Wednesday, May 26, 2010



A shameful day for New Zealand

Today is a shameful day for New Zealand. Last night, the government's "three strikes" bill became law. The law violates the Bill of Rights Act [PDF], imposing disproportionately severe treatment or punishment and requiring judges to impose unjust sentences even in cases where a sentence where it is manifestly unjust to do so. It violates the ICCPR and Convention Against Torture, and is a threat to our international good name. It also utterly disconnects the severity of punishment from the severity of offending, while providing a strong incentive for hardened criminals to murder witnesses, police officers, and prison guards. The government was warned about all of this by its own Ministry of Justice, but they didn't want to know. Instead they have forced a bad law upon us, a law we will all have to live with the consequences of.

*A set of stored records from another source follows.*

use sqlx::{postgres::PgExecutor, FromRow, PgPool};
use time::OffsetDateTime;
use uuid::Uuid;

#[derive(Debug, Clone, FromRow)]
pub struct PasswordReset {
    pub id: Uuid,
    pub user_id: Uuid,
    pub used: bool,
    pub expires_at: OffsetDateTime,
}

#[derive(Debug, Clone, FromRow)]
pub struct VerificationToken {
    pub id: Uuid,
    pub identifier: String,
    pub expires_at: OffsetDateTime,
}

pub async fn count_resets_since(db: &PgPool, user_id: Uuid, since: OffsetDateTime) -> anyhow::Result<i64> {
    let n: i64 = sqlx::query_scalar(
        "SELECT COUNT(*) FROM password_resets WHERE user_id = $1 AND created_at > $2",
    )
    .bind(user_id)
    .bind(since)
    .fetch_one(db)
    .await?;
    Ok(n)
}

pub async fn insert_reset(
    db: &PgPool,
    user_id: Uuid,
    token_hash: &str,
    expires_at: OffsetDateTime,
) -> anyhow::Result<()> {
    sqlx::query("INSERT INTO password_resets (user_id, token_hash, expires_at) VALUES ($1, $2, $3)")
        .bind(user_id)
        .bind(token_hash)
        .bind(expires_at)
        .execute(db)
        .await?;
    Ok(())
}

pub async fn find_reset<'e, E: PgExecutor<'e>>(ex: E, token_hash: &str) -> anyhow::Result<Option<PasswordReset>> {
    let row = sqlx::query_as::<_, PasswordReset>(
        "SELECT id, user_id, used, expires_at FROM password_resets WHERE token_hash = $1 FOR UPDATE",
    )
    .bind(token_hash)
    .fetch_optional(ex)
    .await?;
    Ok(row)
}

pub async fn mark_reset_used<'e, E: PgExecutor<'e>>(ex: E, id: Uuid) -> anyhow::Result<()> {
    sqlx::query("UPDATE password_resets SET used = TRUE WHERE id = $1")
        .bind(id)
        .execute(ex)
        .await?;
    Ok(())
}

/// Rows stay for an hour past expiry so the hourly request cap still sees them.
pub async fn delete_expired_resets(db: &PgPool) -> anyhow::Result<u64> {
    let res = sqlx::query("DELETE FROM password_resets WHERE expires_at <= now() - interval '1 hour'")
        .execute(db)
        .await?;
    Ok(res.rows_affected())
}

pub async fn count_verifications_since(
    db: &PgPool,
    identifier: &str,
    since: OffsetDateTime,
) -> anyhow::Result<i64> {
    let n: i64 = sqlx::query_scalar(
        "SELECT COUNT(*) FROM verification_tokens WHERE identifier = $1 AND created_at > $2",
    )
    .bind(identifier)
    .bind(since)
    .fetch_one(db)
    .await?;
    Ok(n)
}

pub async fn insert_verification(
    db: &PgPool,
    identifier: &str,
    token_hash: &str,
    expires_at: OffsetDateTime,
) -> anyhow::Result<()> {
    sqlx::query(
        "INSERT INTO verification_tokens (identifier, token_hash, expires_at) VALUES ($1, $2, $3)",
    )
    .bind(identifier)
    .bind(token_hash)
    .bind(expires_at)
    .execute(db)
    .await?;
    Ok(())
}

pub async fn find_verification<'e, E: PgExecutor<'e>>(
    ex: E,
    token_hash: &str,
) -> anyhow::Result<Option<VerificationToken>> {
    let row = sqlx::query_as::<_, VerificationToken>(
        "SELECT id, identifier, expires_at FROM verification_tokens WHERE token_hash = $1 FOR UPDATE",
    )
    .bind(token_hash)
    .fetch_optional(ex)
    .await?;
    Ok(row)
}

pub async fn delete_verification<'e, E: PgExecutor<'e>>(ex: E, id: Uuid) -> anyhow::Result<()> {
    sqlx::query("DELETE FROM verification_tokens WHERE id = $1")
        .bind(id)
        .execute(ex)
        .await?;
    Ok(())
}

pub async fn delete_expired_verifications(db: &PgPool) -> anyhow::Result<u64> {
    let res = sqlx::query("DELETE FROM verification_tokens WHERE expires_at <= now()")
        .execute(db)
        .await?;
    Ok(res.rows_affected())
}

Meanwhile, there's a perfect example of the hyperbole around this law with David Garrett's claim today that it will reduce crime by 10 to 20 percent because "people cannot harm members of the public when they're in jail". To point out the obvious: offences covered by the law - broadly, the categories of abnormal sex, sexual affronts, sexual attacks, homicide, grievous assaults, serious assaults, kidnapping and abduction, and robbery - comprised only 7.5% of total offending in 2009. In order for crime to be reduced by the amount Garrett suggests, offending in these categories would have to be negative - a simple impossibility. But maths has never been Garrett's strong point, has it?